However, with its recent descent into Post-modern discourse analysis, and conceptions of society as entirely underlain by systems of white supremacy operating in mysterious ways, Critical Race Theory has become quite unhinged. It threatens to undo much of the progress that has been made on racial equality. Using methods which assume racism to be present in any interaction between a white person and a person of racial minority, results in always finding it and further entrenching the belief in an ever-present white supremacy. Things that have been listed as racist microaggressions include complementing a black person on their eloquence, saying that you do not see people in terms of race, or that you believe the best person for a job should get it. It’s is clear what a minefield this is.

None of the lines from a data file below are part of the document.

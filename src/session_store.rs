//! Key-value session store, Redis-backed.
//!
//! Keyspace: `session:<uuid>` (hash of metadata),
//! `session:<uuid>:messages` (list of JSON-encoded messages, newest-pushed-
//! first), `codebase:<uuid>:sessions` (set of session ids). All session
//! keys carry a TTL equal to the retention period, refreshed on every write.

use chrono::{DateTime, Utc};
use redis::aio::ConnectionManager;
use redis::AsyncCommands;
use uuid::Uuid;

use crate::error::AppError;
use crate::model::{Message, Session};

pub struct SessionStore {
    conn: ConnectionManager,
    ttl_seconds: u64,
    timeout_seconds: i64,
}

fn ext_err(e: redis::RedisError) -> AppError {
    AppError::ExternalService { service: "redis", message: e.to_string() }
}

impl SessionStore {
    pub async fn connect(
        redis_url: &str,
        ttl_seconds: u64,
        timeout_seconds: u64,
    ) -> Result<Self, AppError> {
        let client = redis::Client::open(redis_url).map_err(ext_err)?;
        let conn = ConnectionManager::new(client).await.map_err(ext_err)?;
        Ok(SessionStore { conn, ttl_seconds, timeout_seconds: timeout_seconds as i64 })
    }

    fn session_key(id: Uuid) -> String {
        format!("session:{id}")
    }
    fn messages_key(id: Uuid) -> String {
        format!("session:{id}:messages")
    }
    fn codebase_index_key(codebase_id: Uuid) -> String {
        format!("codebase:{codebase_id}:sessions")
    }

    pub async fn create_session(&self, codebase_id: Uuid) -> Result<Session, AppError> {
        let session = Session::new(codebase_id);
        let mut conn = self.conn.clone();

        let session_key = Self::session_key(session.id);
        let codebase_key = Self::codebase_index_key(codebase_id);

        let () = redis::pipe()
            .hset(&session_key, "codebase_id", codebase_id.to_string())
            .ignore()
            .hset(&session_key, "created_at", session.created_at.to_rfc3339())
            .ignore()
            .hset(&session_key, "last_active", session.last_active.to_rfc3339())
            .ignore()
            .hset(&session_key, "message_count", 0)
            .ignore()
            .expire(&session_key, self.ttl_seconds as i64)
            .ignore()
            .sadd(&codebase_key, session.id.to_string())
            .ignore()
            .query_async(&mut conn)
            .await
            .map_err(ext_err)?;

        Ok(session)
    }

    pub async fn get_session(&self, id: Uuid) -> Result<Option<Session>, AppError> {
        let mut conn = self.conn.clone();
        let session_key = Self::session_key(id);
        let fields: Vec<(String, String)> = conn.hgetall(&session_key).await.map_err(ext_err)?;
        if fields.is_empty() {
            return Ok(None);
        }
        let mut codebase_id = None;
        let mut created_at = Utc::now();
        let mut last_active = Utc::now();
        let mut message_count = 0u32;
        for (k, v) in fields {
            match k.as_str() {
                "codebase_id" => codebase_id = Uuid::parse_str(&v).ok(),
                "created_at" => created_at = v.parse::<DateTime<Utc>>().unwrap_or(created_at),
                "last_active" => last_active = v.parse::<DateTime<Utc>>().unwrap_or(last_active),
                "message_count" => message_count = v.parse().unwrap_or(0),
                _ => {}
            }
        }
        let Some(codebase_id) = codebase_id else { return Ok(None) };

        let messages_key = Self::messages_key(id);
        let raw_messages: Vec<String> = conn.lrange(&messages_key, 0, -1).await.map_err(ext_err)?;
        let mut messages: Vec<Message> = raw_messages
            .iter()
            .filter_map(|m| serde_json::from_str(m).ok())
            .collect();
        messages.reverse(); // stored newest-pushed-first; callers want chronological order

        Ok(Some(Session { id, codebase_id, created_at, last_active, message_count, messages }))
    }

    /// Append a message, refreshing TTL on every write.
    pub async fn append_message(&self, session_id: Uuid, message: &Message) -> Result<(), AppError> {
        let mut conn = self.conn.clone();
        let session_key = Self::session_key(session_id);
        let messages_key = Self::messages_key(session_id);
        let encoded = serde_json::to_string(message)
            .map_err(|e| AppError::Internal(anyhow::anyhow!(e)))?;

        let () = redis::pipe()
            .lpush(&messages_key, encoded)
            .ignore()
            .expire(&messages_key, self.ttl_seconds as i64)
            .ignore()
            .hincr(&session_key, "message_count", 1)
            .ignore()
            .hset(&session_key, "last_active", Utc::now().to_rfc3339())
            .ignore()
            .expire(&session_key, self.ttl_seconds as i64)
            .ignore()
            .query_async(&mut conn)
            .await
            .map_err(ext_err)?;
        Ok(())
    }

    /// Last `limit` messages (newest-first storage means the head holds the
    /// most recent turns), used by the analyze node to load session history.
    pub async fn recent_messages(&self, session_id: Uuid, limit: usize) -> Result<Vec<Message>, AppError> {
        let mut conn = self.conn.clone();
        let messages_key = Self::messages_key(session_id);
        let raw: Vec<String> = conn
            .lrange(&messages_key, 0, (limit.max(1) - 1) as isize)
            .await
            .map_err(ext_err)?;
        let mut messages: Vec<Message> =
            raw.iter().filter_map(|m| serde_json::from_str(m).ok()).collect();
        messages.reverse();
        Ok(messages)
    }

    pub async fn delete_session(&self, id: Uuid, codebase_id: Uuid) -> Result<(), AppError> {
        let mut conn = self.conn.clone();
        let () = redis::pipe()
            .del(Self::session_key(id))
            .ignore()
            .del(Self::messages_key(id))
            .ignore()
            .srem(Self::codebase_index_key(codebase_id), id.to_string())
            .ignore()
            .query_async(&mut conn)
            .await
            .map_err(ext_err)?;
        Ok(())
    }

    /// Cascading delete target: deleting a codebase deletes every session
    /// in its index.
    pub async fn delete_all_for_codebase(&self, codebase_id: Uuid) -> Result<u64, AppError> {
        let mut conn = self.conn.clone();
        let codebase_key = Self::codebase_index_key(codebase_id);
        let session_ids: Vec<String> = conn.smembers(&codebase_key).await.map_err(ext_err)?;
        let mut removed = 0u64;
        for raw in &session_ids {
            if let Ok(id) = Uuid::parse_str(raw) {
                self.delete_session(id, codebase_id).await?;
                removed += 1;
            }
        }
        let () = conn.del(&codebase_key).await.map_err(ext_err)?;
        Ok(removed)
    }

    pub async fn list_sessions(&self, codebase_id: Uuid) -> Result<Vec<Uuid>, AppError> {
        let mut conn = self.conn.clone();
        let raw: Vec<String> = conn.smembers(Self::codebase_index_key(codebase_id)).await.map_err(ext_err)?;
        Ok(raw.iter().filter_map(|s| Uuid::parse_str(s).ok()).collect())
    }

    /// Cron companion activity: sweep `codebase:<id>:sessions` entries whose
    /// session body has already TTL-expired in Redis, or whose last activity
    /// is older than `session_timeout_seconds`. Returns the count removed,
    /// matching `cleanup_expired_sessions_activity`'s contract.
    pub async fn sweep_stale_index_entries(&self, codebase_id: Uuid) -> Result<u64, AppError> {
        let mut conn = self.conn.clone();
        let codebase_key = Self::codebase_index_key(codebase_id);
        let session_ids: Vec<String> = conn.smembers(&codebase_key).await.map_err(ext_err)?;
        let mut removed = 0u64;
        for raw in &session_ids {
            let Ok(id) = Uuid::parse_str(raw) else {
                let () = conn.srem(&codebase_key, raw).await.map_err(ext_err)?;
                removed += 1;
                continue;
            };
            let last_active: Option<String> =
                conn.hget(Self::session_key(id), "last_active").await.map_err(ext_err)?;
            let stale = match last_active {
                None => true,
                Some(raw_active) => match raw_active.parse::<DateTime<Utc>>() {
                    Ok(last_active) => {
                        (Utc::now() - last_active).num_seconds() > self.timeout_seconds
                    }
                    Err(_) => false,
                },
            };
            if stale {
                self.delete_session(id, codebase_id).await?;
                removed += 1;
            }
        }
        Ok(removed)
    }
}

// ---------------------------------------------------------------------------
// Per-IP rate limiter: token bucket state, keyed `limit:*`
// ---------------------------------------------------------------------------

pub struct RateLimiter {
    conn: ConnectionManager,
    per_hour: u32,
}

impl RateLimiter {
    pub fn new(conn: ConnectionManager, per_hour: u32) -> Self {
        RateLimiter { conn, per_hour }
    }

    /// Returns `true` if the request is allowed, incrementing the bucket.
    /// A simple fixed-window counter keyed by hour bucket and client IP.
    pub async fn check(&self, client_ip: &str, now_epoch_secs: u64) -> Result<bool, AppError> {
        let mut conn = self.conn.clone();
        let window = now_epoch_secs / 3600;
        let key = format!("limit:{client_ip}:{window}");
        let count: u32 = conn.incr(&key, 1).await.map_err(ext_err)?;
        if count == 1 {
            let () = conn.expire(&key, 3600).await.map_err(ext_err)?;
        }
        Ok(count <= self.per_hour)
    }
}

#[cfg(test)]
mod tests {
    // SessionStore requires a live Redis connection; covered by the
    // top-level integration tests instead of unit tests here.
}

Of course, the people most affected by being trained to read everything in this way are racial minorities. Greg Lukianoff and Jonathan Haidt described this entire method as a form of reverse Cognitive Behavioral Therapy. CBT teaches people not to catastrophize and not to read negative meanings into everything. This decreases anxiety and improves one’s functioning in the world. Applied Post-modernism trains people to do precisely the opposite. It cannot help but increase anxiety and decrease ability to function. Lukianoff and Haidt provide much evidence that that is what’s happening. A similar pattern has emerged within feminism where again everything is seen in terms of a system of Patriarchy which hides beneath a benign surface. The job of the feminists is to detect it. Going through life in order to direct it detects ways in which men are belittling you is unlikely to lead to female empowerment. Teaching young women that society is hostile to them is probably not going to increase women’s engagement with the public sphere. One way in which the Post-modern understanding of hidden power structures works in society, is to see everything in terms of a scale. I’m sure some of you have seen some of those pictures of pyramids where at the bottom you’ve got asking a woman for coffee or complimenting her and at the top is rape and murder because this is understood as one big system of patriarchal rape culture—the manifestations of it of last and becoming increasingly torturous. This is largely to do with what’s been happening in scholarship over the last thirty years since the initiation and diversification of various types of theory.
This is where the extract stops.